Reports of far-flung wreckage suggest an explosion may have preceded a crash, said Jim Burin of the U.S.-based Flight Safety Foundation. He also said bad fuel could cause an airplane’s engines to fail, but the crew likely would have reported it well before the engines quit.

Russian authorities had expressed concern that Chechen separatists might stage new attacks before the Sunday vote, but there was no rush by officials to tie the crashes to Chechnya – a determination that would underline the government’s failure to quell the decade-old insurgency.

“Several versions are being examined, including a terrorist attack, and other possibilities – the human and technical factor,” Russia’s top prosecutor, Vladimir Ustinov, told President Vladimir Putin during a meeting about the Tuesday night crashes.
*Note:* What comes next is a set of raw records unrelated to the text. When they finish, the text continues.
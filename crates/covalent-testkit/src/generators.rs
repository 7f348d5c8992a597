//! Proptest generators for property-based testing.

use proptest::prelude::*;
use serde_json::{json, Value};

/// A JSON scalar or a small array or object of scalars.
pub fn change() -> impl Strategy<Value = Value> {
    let scalar = prop_oneof![
        Just(Value::Null),
        any::<bool>().prop_map(Value::from),
        any::<i64>().prop_map(Value::from),
        "[a-zA-Z0-9 ]{0,24}".prop_map(Value::from),
    ];
    scalar.prop_recursive(2, 16, 4, |inner| {
        prop_oneof![
            prop::collection::vec(inner.clone(), 0..4).prop_map(Value::from),
            prop::collection::btree_map("[a-z]{1,6}", inner, 0..4)
                .prop_map(|fields| Value::Object(fields.into_iter().collect())),
        ]
    })
}

/// Between one and `max` changes, as passed to a single transaction.
pub fn changes(max: usize) -> impl Strategy<Value = Vec<Value>> {
    prop::collection::vec(change(), 1..=max.max(1))
}

/// A map key drawn from a small alphabet, so edits collide.
pub fn map_key() -> impl Strategy<Value = String> {
    prop_oneof![Just("a"), Just("b"), Just("c"), Just("d")].prop_map(String::from)
}

/// One edit to a map.
#[derive(Debug, Clone, PartialEq)]
pub enum MapOp {
    Set(String, Value),
    Delete(String),
}

impl MapOp {
    /// The edit as a map change.
    pub fn to_change(&self) -> Value {
        match self {
            Self::Set(key, value) => json!({"op": "set", "key": key, "value": value}),
            Self::Delete(key) => json!({"op": "del", "key": key}),
        }
    }
}

impl Arbitrary for MapOp {
    type Parameters = ();
    type Strategy = BoxedStrategy<Self>;

    fn arbitrary_with(_: Self::Parameters) -> Self::Strategy {
        prop_oneof![
            3 => (map_key(), change()).prop_map(|(key, value)| MapOp::Set(key, value)),
            1 => map_key().prop_map(MapOp::Delete),
        ]
        .boxed()
    }
}

/// Up to `max` map edits.
pub fn map_ops(max: usize) -> impl Strategy<Value = Vec<MapOp>> {
    prop::collection::vec(any::<MapOp>(), 0..=max)
}
//! `CoStream` and `BinaryStream`.
//!
//! A stream is a set of per-session feeds; each change `{"op": "push",
//! "item"}` appends one item to the writer's session. A binary stream is a
//! stream whose items are `start`, `chunk` and `end` records.

use std::collections::BTreeMap;

use bytes::{Bytes, BytesMut};
use serde_json::{json, Value};

use covalent_core::{AgentId, CoValueId, SessionId, TransactionId};
use covalent_perms::ValidTransactions;

use crate::error::{NodeError, Result};

/// One pushed item.
#[derive(Debug, Clone, PartialEq)]
pub struct StreamItem {
    pub tx_id: TransactionId,
    pub made_at: u64,
    pub value: Value,
}

/// Projection of a stream value.
#[derive(Debug, Clone, Default)]
pub struct CoStream {
    id: Option<CoValueId>,
    sessions: BTreeMap<SessionId, Vec<StreamItem>>,
    has_unavailable: bool,
}

impl CoStream {
    pub fn from_transactions(id: CoValueId, txs: &ValidTransactions) -> Self {
        let mut sessions: BTreeMap<SessionId, Vec<StreamItem>> = BTreeMap::new();
        for tx in &txs.transactions {
            for change in &tx.changes {
                if change.get("op").and_then(Value::as_str) != Some("push") {
                    continue;
                }
                sessions
                    .entry(tx.tx_id.session_id.clone())
                    .or_default()
                    .push(StreamItem {
                        tx_id: tx.tx_id.clone(),
                        made_at: tx.made_at,
                        value: change.get("item").cloned().unwrap_or(Value::Null),
                    });
            }
        }
        Self {
            id: Some(id),
            sessions,
            has_unavailable: !txs.unavailable.is_empty(),
        }
    }

    pub fn id(&self) -> Option<CoValueId> {
        self.id
    }

    pub fn sessions(&self) -> &BTreeMap<SessionId, Vec<StreamItem>> {
        &self.sessions
    }

    pub fn session_items(&self, session: &SessionId) -> &[StreamItem] {
        self.sessions.get(session).map(Vec::as_slice).unwrap_or_default()
    }

    /// Items from every session of `agent`, oldest first.
    pub fn items_by(&self, agent: &AgentId) -> Vec<&StreamItem> {
        let mut items: Vec<&StreamItem> = self
            .sessions
            .iter()
            .filter(|(session, _)| session.agent() == agent)
            .flat_map(|(_, items)| items.iter())
            .collect();
        items.sort_by(|a, b| (a.made_at, &a.tx_id).cmp(&(b.made_at, &b.tx_id)));
        items
    }

    /// Latest item pushed by `agent`.
    pub fn last_item_by(&self, agent: &AgentId) -> Option<&StreamItem> {
        self.items_by(agent).pop()
    }

    /// All items across sessions, oldest first.
    pub fn all_items(&self) -> Vec<&StreamItem> {
        let mut items: Vec<&StreamItem> = self.sessions.values().flatten().collect();
        items.sort_by(|a, b| (a.made_at, &a.tx_id).cmp(&(b.made_at, &b.tx_id)));
        items
    }

    pub fn len(&self) -> usize {
        self.sessions.values().map(Vec::len).sum()
    }

    pub fn is_empty(&self) -> bool {
        self.len() == 0
    }

    pub fn has_unavailable(&self) -> bool {
        self.has_unavailable
    }
}

pub(crate) fn push_op(item: Value) -> Value {
    json!({"op": "push", "item": item})
}

/// Metadata from a binary stream's `start` record.
#[derive(Debug, Clone, PartialEq, Eq)]
pub struct BinaryInfo {
    pub mime_type: String,
    pub total_size: Option<u64>,
    pub file_name: Option<String>,
}

/// Projection of a binary stream.
#[derive(Debug, Clone, Default)]
pub struct BinaryStream {
    info: Option<BinaryInfo>,
    chunks: Vec<Bytes>,
    finished: bool,
}

impl BinaryStream {
    /// Reads records in push order. Records before `start` or after `end`
    /// are ignored, as are chunks that are not valid hex.
    pub fn from_stream(stream: &CoStream) -> Self {
        let mut out = Self::default();
        for item in stream.all_items() {
            match item.value.get("type").and_then(Value::as_str) {
                Some("start") if out.info.is_none() => {
                    out.info = Some(BinaryInfo {
                        mime_type: item
                            .value
                            .get("mimeType")
                            .and_then(Value::as_str)
                            .unwrap_or("application/octet-stream")
                            .to_string(),
                        total_size: item.value.get("totalSizeBytes").and_then(Value::as_u64),
                        file_name: item.value.get("fileName").and_then(Value::as_str).map(str::to_string),
                    });
                }
                Some("chunk") if out.info.is_some() && !out.finished => {
                    let decoded = item
                        .value
                        .get("chunk")
                        .and_then(Value::as_str)
                        .and_then(|hex_str| hex::decode(hex_str).ok());
                    match decoded {
                        Some(chunk) => out.chunks.push(Bytes::from(chunk)),
                        None => tracing::warn!(tx = %item.tx_id, "skipping malformed binary chunk"),
                    }
                }
                Some("end") if out.info.is_some() => out.finished = true,
                _ => {}
            }
        }
        out
    }

    pub fn info(&self) -> Option<&BinaryInfo> {
        self.info.as_ref()
    }

    pub fn is_finished(&self) -> bool {
        self.finished
    }

    pub fn chunk_count(&self) -> usize {
        self.chunks.len()
    }

    pub fn received_len(&self) -> usize {
        self.chunks.iter().map(Bytes::len).sum()
    }

    /// The complete payload, once `end` has been written.
    pub fn bytes(&self) -> Result<Bytes> {
        if !self.finished {
            return Err(NodeError::InvalidOperation("binary stream is not finished".into()));
        }
        let mut out = BytesMut::with_capacity(self.received_len());
        for chunk in &self.chunks {
            out.extend_from_slice(chunk);
        }
        Ok(out.freeze())
    }
}

pub(crate) fn binary_start(mime_type: &str, total_size: usize, file_name: Option<&str>) -> Value {
    let mut start = json!({
        "type": "start",
        "mimeType": mime_type,
        "totalSizeBytes": total_size,
    });
    if let (Some(name), Some(obj)) = (file_name, start.as_object_mut()) {
        obj.insert("fileName".into(), json!(name));
    }
    start
}

pub(crate) fn binary_chunk(chunk: &[u8]) -> Value {
    json!({"type": "chunk", "chunk": hex::encode(chunk)})
}

pub(crate) fn binary_end() -> Value {
    json!({"type": "end"})
}
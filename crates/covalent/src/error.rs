//! Error types for the node.

use covalent_core::{CoValueCoreError, CoValueId, CoValueType, CoreError};
use covalent_perms::PermsError;
use covalent_store::StoreError;
use covalent_sync::SyncError;
use thiserror::Error;

/// Errors that can occur during node operations.
#[derive(Debug, Error)]
pub enum NodeError {
    /// Encoding or crypto error.
    #[error("core error: {0}")]
    Core(#[from] CoreError),

    /// A transaction could not be appended.
    #[error("log error: {0}")]
    CoValue(#[from] CoValueCoreError),

    /// Permission error.
    #[error("permission error: {0}")]
    Perms(#[from] PermsError),

    /// Storage error.
    #[error("storage error: {0}")]
    Store(#[from] StoreError),

    /// Sync error.
    #[error("sync error: {0}")]
    Sync(#[from] SyncError),

    /// The value is not available locally.
    #[error("{0} is unavailable")]
    Unavailable(CoValueId),

    /// The local agent lacks the role the operation needs.
    #[error("unauthorized: {0}")]
    Unauthorized(String),

    /// The value is of a different kind than the operation expects.
    #[error("{id} is a {actual:?}, expected {expected:?}")]
    WrongType {
        id: CoValueId,
        expected: CoValueType,
        actual: CoValueType,
    },

    /// A field value does not match its schema.
    #[error("invalid field {field}: {reason}")]
    InvalidField { field: String, reason: String },

    /// An operation did not finish in time.
    #[error("timed out: {0}")]
    Timeout(String),

    /// The caller cancelled the operation.
    #[error("cancelled")]
    Cancelled,

    /// Invalid operation.
    #[error("invalid operation: {0}")]
    InvalidOperation(String),
}

/// Result type for node operations.
pub type Result<T> = std::result::Result<T, NodeError>;
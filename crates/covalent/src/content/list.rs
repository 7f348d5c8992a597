//! `CoList`: a replicated growable array.
//!
//! Every insertion is addressed by its [`OpId`]. Changes:
//!
//! - `{"op": "app", "value", "after": <OpId> | "start"}`
//! - `{"op": "pre", "value", "before": <OpId> | "end"}`
//! - `{"op": "del", "insertion": <OpId>}`
//!
//! Insertions after the same anchor are ordered newest first; insertions
//! before the same anchor oldest first. Deleted items keep their place so
//! later insertions can still anchor on them.

use std::collections::{HashMap, HashSet};

use serde::{Deserialize, Serialize};
use serde_json::{json, Value};
use tracing::debug;

use covalent_core::{CoValueId, TransactionId};
use covalent_perms::ValidTransactions;

/// Address of one insertion: a transaction and a change within it.
#[derive(Debug, Clone, PartialEq, Eq, Hash, PartialOrd, Ord, Serialize, Deserialize)]
pub struct OpId {
    pub tx: TransactionId,
    pub change: u32,
}

#[derive(Debug, Clone, PartialEq, Eq)]
enum Anchor {
    Start,
    End,
    Op(OpId),
}

/// A visible list item.
#[derive(Debug, Clone, PartialEq)]
pub struct ListItem {
    pub op: OpId,
    pub value: Value,
    pub made_at: u64,
}

#[derive(Debug)]
struct Insertion {
    value: Value,
    made_at: u64,
    deleted: bool,
    predecessors: Vec<OpId>,
    successors: Vec<OpId>,
}

enum Visit {
    Enter(OpId),
    Emit(OpId),
}

/// Projection of a list value.
#[derive(Debug, Clone, Default)]
pub struct CoList {
    id: Option<CoValueId>,
    items: Vec<ListItem>,
    has_unavailable: bool,
}

impl CoList {
    pub fn from_transactions(id: CoValueId, txs: &ValidTransactions) -> Self {
        let mut insertions: HashMap<OpId, Insertion> = HashMap::new();
        // (op, anchor, is_after) in log order
        let mut links: Vec<(OpId, Value, bool)> = Vec::new();
        let mut deletions: Vec<OpId> = Vec::new();

        for tx in &txs.transactions {
            for (idx, change) in tx.changes.iter().enumerate() {
                let op = OpId {
                    tx: tx.tx_id.clone(),
                    change: idx as u32,
                };
                match change.get("op").and_then(Value::as_str) {
                    Some("app") | Some("pre") => {
                        let is_after = change.get("op").and_then(Value::as_str) == Some("app");
                        let anchor = change
                            .get(if is_after { "after" } else { "before" })
                            .cloned()
                            .unwrap_or(Value::Null);
                        insertions.insert(
                            op.clone(),
                            Insertion {
                                value: change.get("value").cloned().unwrap_or(Value::Null),
                                made_at: tx.made_at,
                                deleted: false,
                                predecessors: Vec::new(),
                                successors: Vec::new(),
                            },
                        );
                        links.push((op, anchor, is_after));
                    }
                    Some("del") => match change.get("insertion").cloned().map(serde_json::from_value::<OpId>) {
                        Some(Ok(target)) => deletions.push(target),
                        _ => debug!(list = %id, "deletion without a valid target skipped"),
                    },
                    _ => {}
                }
            }
        }

        let mut after_start: Vec<OpId> = Vec::new();
        let mut before_end: Vec<OpId> = Vec::new();
        for (op, anchor, is_after) in links {
            match parse_anchor(&anchor) {
                Some(Anchor::Start) if is_after => after_start.insert(0, op),
                Some(Anchor::End) if !is_after => before_end.push(op),
                Some(Anchor::Op(target)) if target != op && insertions.contains_key(&target) => {
                    if let Some(anchor) = insertions.get_mut(&target) {
                        if is_after {
                            anchor.successors.insert(0, op);
                        } else {
                            anchor.predecessors.push(op);
                        }
                    }
                }
                _ => {
                    debug!(list = %id, "insertion with unknown anchor skipped");
                    insertions.remove(&op);
                }
            }
        }
        for target in deletions {
            if let Some(insertion) = insertions.get_mut(&target) {
                insertion.deleted = true;
            }
        }

        let mut items = Vec::new();
        let mut visited = HashSet::new();
        let mut stack: Vec<Visit> = Vec::new();
        for op in after_start.into_iter().chain(before_end).rev() {
            stack.push(Visit::Enter(op));
        }
        while let Some(visit) = stack.pop() {
            match visit {
                Visit::Enter(op) => {
                    if !visited.insert(op.clone()) {
                        continue;
                    }
                    let Some(insertion) = insertions.get(&op) else {
                        continue;
                    };
                    for succ in insertion.successors.iter().rev() {
                        stack.push(Visit::Enter(succ.clone()));
                    }
                    stack.push(Visit::Emit(op));
                    for pred in insertion.predecessors.iter().rev() {
                        stack.push(Visit::Enter(pred.clone()));
                    }
                }
                Visit::Emit(op) => {
                    if let Some(insertion) = insertions.get(&op).filter(|i| !i.deleted) {
                        items.push(ListItem {
                            value: insertion.value.clone(),
                            made_at: insertion.made_at,
                            op,
                        });
                    }
                }
            }
        }

        Self {
            id: Some(id),
            items,
            has_unavailable: !txs.unavailable.is_empty(),
        }
    }

    pub fn id(&self) -> Option<CoValueId> {
        self.id
    }

    pub fn len(&self) -> usize {
        self.items.len()
    }

    pub fn is_empty(&self) -> bool {
        self.items.is_empty()
    }

    pub fn get(&self, index: usize) -> Option<&Value> {
        self.items.get(index).map(|item| &item.value)
    }

    pub fn items(&self) -> &[ListItem] {
        &self.items
    }

    pub fn values(&self) -> Vec<Value> {
        self.items.iter().map(|item| item.value.clone()).collect()
    }

    pub fn op_at(&self, index: usize) -> Option<&OpId> {
        self.items.get(index).map(|item| &item.op)
    }

    /// True if some insertions could not be decrypted; the list may be incomplete.
    pub fn has_unavailable(&self) -> bool {
        self.has_unavailable
    }

    pub fn to_json(&self) -> Value {
        Value::Array(self.values())
    }
}

fn parse_anchor(anchor: &Value) -> Option<Anchor> {
    match anchor.as_str() {
        Some("start") => Some(Anchor::Start),
        Some("end") => Some(Anchor::End),
        Some(_) => None,
        None => serde_json::from_value(anchor.clone()).ok().map(Anchor::Op),
    }
}

pub(crate) fn append_op(value: Value, after: Option<&OpId>) -> Value {
    let after = after.map_or_else(|| json!("start"), |op| json!(op));
    json!({"op": "app", "value": value, "after": after})
}

pub(crate) fn prepend_op(value: Value, before: Option<&OpId>) -> Value {
    let before = before.map_or_else(|| json!("end"), |op| json!(op));
    json!({"op": "pre", "value": value, "before": before})
}

pub(crate) fn delete_op(target: &OpId) -> Value {
    json!({"op": "del", "insertion": target})
}

#[cfg(test)]
mod tests {
    use super::*;
    use covalent_core::{AgentSecret, SessionId};
    use covalent_perms::DecryptedTransaction;

    struct Log {
        session: SessionId,
        txs: Vec<DecryptedTransaction>,
    }

    impl Log {
        fn new() -> Self {
            Self {
                session: SessionId::new_random(AgentSecret::generate().id()),
                txs: Vec::new(),
            }
        }

        fn push(&mut self, change: Value) -> OpId {
            let tx_id = TransactionId::new(self.session.clone(), self.txs.len() as u64);
            self.txs.push(DecryptedTransaction {
                tx_id: tx_id.clone(),
                made_at: self.txs.len() as u64 + 1,
                changes: vec![change],
            });
            OpId { tx: tx_id, change: 0 }
        }

        fn list(&self) -> CoList {
            let txs = ValidTransactions {
                transactions: self.txs.clone(),
                unavailable: vec![],
            };
            CoList::from_transactions(CoValueId([2; 20]), &txs)
        }
    }

    #[test]
    fn test_append_chain_keeps_order() {
        let mut log = Log::new();
        let a = log.push(append_op(json!("a"), None));
        let b = log.push(append_op(json!("b"), Some(&a)));
        log.push(append_op(json!("c"), Some(&b)));
        assert_eq!(log.list().values(), vec![json!("a"), json!("b"), json!("c")]);
    }

    #[test]
    fn test_concurrent_appends_after_same_anchor_newest_first() {
        let mut log = Log::new();
        let a = log.push(append_op(json!("a"), None));
        log.push(append_op(json!("x"), Some(&a)));
        log.push(append_op(json!("y"), Some(&a)));
        assert_eq!(log.list().values(), vec![json!("a"), json!("y"), json!("x")]);
    }

    #[test]
    fn test_prepend_and_delete() {
        let mut log = Log::new();
        let a = log.push(append_op(json!("a"), None));
        let z = log.push(prepend_op(json!("z"), None));
        log.push(prepend_op(json!("before-a"), Some(&a)));
        assert_eq!(
            log.list().values(),
            vec![json!("before-a"), json!("a"), json!("z")]
        );
        log.push(delete_op(&a));
        let list = log.list();
        assert_eq!(list.values(), vec![json!("before-a"), json!("z")]);
        assert_eq!(list.op_at(1), Some(&z));
    }

    #[test]
    fn test_deleted_item_still_anchors() {
        let mut log = Log::new();
        let a = log.push(append_op(json!("a"), None));
        log.push(delete_op(&a));
        log.push(append_op(json!("b"), Some(&a)));
        assert_eq!(log.list().values(), vec![json!("b")]);
    }

    #[test]
    fn test_unknown_anchor_is_skipped() {
        let mut log = Log::new();
        let ghost = OpId {
            tx: TransactionId::new(log.session.clone(), 99),
            change: 0,
        };
        log.push(append_op(json!("orphan"), Some(&ghost)));
        log.push(append_op(json!("a"), None));
        assert_eq!(log.list().values(), vec![json!("a")]);
    }
}
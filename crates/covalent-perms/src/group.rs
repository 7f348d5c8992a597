//! Group state: the admin-validated fold of a group's own log.
//!
//! Transactions are replayed in `(madeAt, sessionId, txIndex)` order. Each
//! must carry exactly one `set` change, and whether it is admitted depends on
//! the author's role *at that point of the replay*, so role changes take
//! effect for the transactions that follow them.
//!
//! ## Admission rules
//!
//! - Private transactions are admitted for admins only and do not touch the map.
//! - The initial admin may appoint itself once, before anyone holds a role.
//! - Admins may assign any role, except that an existing admin is never lowered
//!   and a `writeOnly` member is never downgraded to `reader`.
//! - An invite role may assign exactly the role it grants, once, to an agent
//!   without a role, and may then hand that agent its keys.
//! - `readKey`, `parent_`, `child_` and unrecognised keys are admin-only.

use std::collections::{BTreeMap, BTreeSet, HashMap};

use serde_json::Value;

use covalent_core::{parse_changes, AgentId, CoValueCore, CoValueId, KeyId, Transaction, TransactionId};

use crate::fields::{GroupField, ParentLink, Principal, RevealedTo};
use crate::role::Role;

/// One admitted assignment of a group map key.
#[derive(Debug, Clone, PartialEq)]
pub struct GroupEntry {
    pub value: Value,
    pub made_at: u64,
    pub tx_id: TransactionId,
}

impl GroupEntry {
    /// The agent whose session wrote this entry.
    pub fn author(&self) -> &AgentId {
        self.tx_id.session_id.agent()
    }

    pub fn as_str(&self) -> Option<&str> {
        self.value.as_str()
    }
}
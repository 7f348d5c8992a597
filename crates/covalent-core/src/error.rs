//! Error types for core operations.

use thiserror::Error;

use crate::crypto::Hash;
use crate::ids::{CoValueId, SessionId};

/// Errors from encoding, parsing and cryptographic primitives.
#[derive(Debug, Clone, Error, PartialEq, Eq)]
pub enum CoreError {
    /// A string did not have the expected prefix or hex body.
    #[error("invalid encoding: {0}")]
    InvalidEncoding(String),

    /// Public key bytes are not a valid curve point.
    #[error("invalid public key")]
    InvalidPublicKey,

    /// Signature verification failed.
    #[error("invalid signature")]
    InvalidSignature,

    /// Symmetric or sealed encryption failed.
    #[error("encryption error: {0}")]
    Encryption(String),

    /// Decryption failed (wrong key, wrong nonce material or tampered data).
    #[error("decryption error: {0}")]
    Decryption(String),

    /// JSON serialization failed.
    #[error("serialization error: {0}")]
    Serialization(String),
}

impl From<serde_json::Error> for CoreError {
    fn from(e: serde_json::Error) -> Self {
        Self::Serialization(e.to_string())
    }
}

/// Errors raised while appending to or constructing a [`CoValueCore`](crate::CoValueCore).
///
/// Cloneable so the same error can be recorded as a per-peer state.
#[derive(Debug, Clone, Error, PartialEq, Eq)]
pub enum CoValueCoreError {
    /// The submitted hash disagrees with the recomputed streaming hash.
    #[error("invalid hash in session {session}: expected {expected}, computed {actual}")]
    InvalidHash {
        session: SessionId,
        expected: Hash,
        actual: Hash,
    },

    /// The signature does not verify against the session agent's signer.
    #[error("invalid signature in session {session}")]
    InvalidSignature { session: SessionId },

    /// Transactions arrived before the header was known.
    #[error("tried to add transactions to {0} without verified state")]
    TriedToAddTransactionsWithoutVerifiedState(CoValueId),

    /// A header was provided whose id does not match the CoValue.
    #[error("header does not hash to {expected}, got {actual}")]
    HeaderMismatch { expected: CoValueId, actual: CoValueId },

    /// A local agent tried to write into a session owned by another agent.
    #[error("session {0} does not belong to the signing agent")]
    SessionAgentMismatch(SessionId),

    /// Changes could not be encoded or encrypted.
    #[error(transparent)]
    Core(#[from] CoreError),
}

/// Result type for core operations.
pub type Result<T> = std::result::Result<T, CoreError>;
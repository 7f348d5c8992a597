//! Test fixtures and helpers.
//!
//! Common setup code for integration tests.

use std::sync::Arc;
use std::time::Duration;

use covalent::{LocalNode, NodeConfig, RetryPolicy, SyncConfig};
use covalent_core::{AgentSecret, PeerId};
use covalent_store::Storage;
use covalent_sync::{connected_pair, PeerRole};

/// Route `tracing` output through the test harness. Safe to call from
/// every test.
pub fn init_tracing() {
    let _ = tracing_subscriber::fmt().with_test_writer().try_init();
}

/// A deterministic agent. Distinct seeds give distinct agents.
pub fn agent(seed: u8) -> AgentSecret {
    let mut signer = [0u8; 32];
    let mut sealer = [0u8; 32];
    signer[0] = seed;
    sealer[0] = seed;
    sealer[31] = 1;
    AgentSecret::from_seeds(signer, sealer)
}

/// Timeouts short enough that a missing value fails a test quickly.
pub fn test_config() -> NodeConfig {
    NodeConfig {
        retry: RetryPolicy {
            max_attempts: 2,
            retry_delay: Duration::from_millis(50),
        },
        load_timeout: Duration::from_secs(2),
        sync: SyncConfig {
            send_timeout: Duration::from_secs(2),
            flush_timeout: Duration::from_secs(1),
        },
        wait_for_sync_timeout: Duration::from_secs(5),
    }
}

/// A node with a fresh agent and no storage. Needs a Tokio runtime.
pub fn test_node() -> LocalNode {
    init_tracing();
    LocalNode::new(AgentSecret::generate(), test_config(), None)
}

/// A node with a fresh agent backed by `storage`.
pub fn test_node_with_storage(storage: Arc<dyn Storage>) -> LocalNode {
    init_tracing();
    LocalNode::new(AgentSecret::generate(), test_config(), Some(storage))
}

/// `count` nodes with deterministic agents.
pub fn multi_party_nodes(count: u8) -> Vec<LocalNode> {
    init_tracing();
    (0..count)
        .map(|i| LocalNode::new(agent(i), test_config(), None))
        .collect()
}

fn peer_id(node: &LocalNode) -> PeerId {
    PeerId::new(node.agent_id().to_string())
}

/// Connect `client` to `server` over an in-memory transport. The client
/// loads from the server; the server answers.
pub fn connect(client: &LocalNode, server: &LocalNode) -> anyhow::Result<()> {
    let (to_server, to_client) = connected_pair();
    client.add_peer(peer_id(server), PeerRole::Server, to_server)?;
    server.add_peer(peer_id(client), PeerRole::Client, to_client)?;
    Ok(())
}

/// Connect two nodes as servers of each other, so each pushes everything
/// it has.
pub fn connect_peers(a: &LocalNode, b: &LocalNode) -> anyhow::Result<()> {
    let (to_b, to_a) = connected_pair();
    a.add_peer(peer_id(b), PeerRole::Server, to_b)?;
    b.add_peer(peer_id(a), PeerRole::Server, to_a)?;
    Ok(())
}

/// Poll `condition` until it holds or `within` passes. Returns whether it
/// held.
pub async fn eventually(within: Duration, mut condition: impl FnMut() -> bool) -> bool {
    let deadline = tokio::time::Instant::now() + within;
    loop {
        if condition() {
            return true;
        }
        if tokio::time::Instant::now() >= deadline {
            return false;
        }
        tokio::time::sleep(Duration::from_millis(10)).await;
    }
}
Ustinov said the Prosecutor General’s Office had instituted criminal proceedings into both crashes and sent two teams of investigators to the crash sites, the ITAR-Tass news agency reported. The teams are headed by his deputies.

The planes took off about 40 minutes apart from the single terminal at Moscow’s newly renovated Domodedovo airport, about 14 miles outside of Moscow. They both crashed a few minutes apart just before 11 p.m., according to initial time estimates.

Outside experts expressed skepticism that anything but violence could be behind two planes crashing at almost the same time hundreds of miles apart.

“That’s pretty far out there on the chance bar,” said Bob Francis, former vice chairman of the U.S. National Transportation Safety Board.